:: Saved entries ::
//! Reading payment schedules and writing schedules out as csv.

pub mod export;
pub mod loader;

pub use export::{write_amortization_csv, write_balance_csv, write_payment_day_csv};
pub use loader::{load_payments, parse_amount, read_payments};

:: WORK ORDER ::
Please write out, exactly as they appear, the lines from the one containing "pub mod loader;" through the last line of the records above, and nothing more.

:: RESPONSE AREA ::
pub mod loader;

pub use export::{write_amortization_csv, write_balance_csv, write_payment_day_csv};
pub use loader::{load_payments, parse_amount, read_payments};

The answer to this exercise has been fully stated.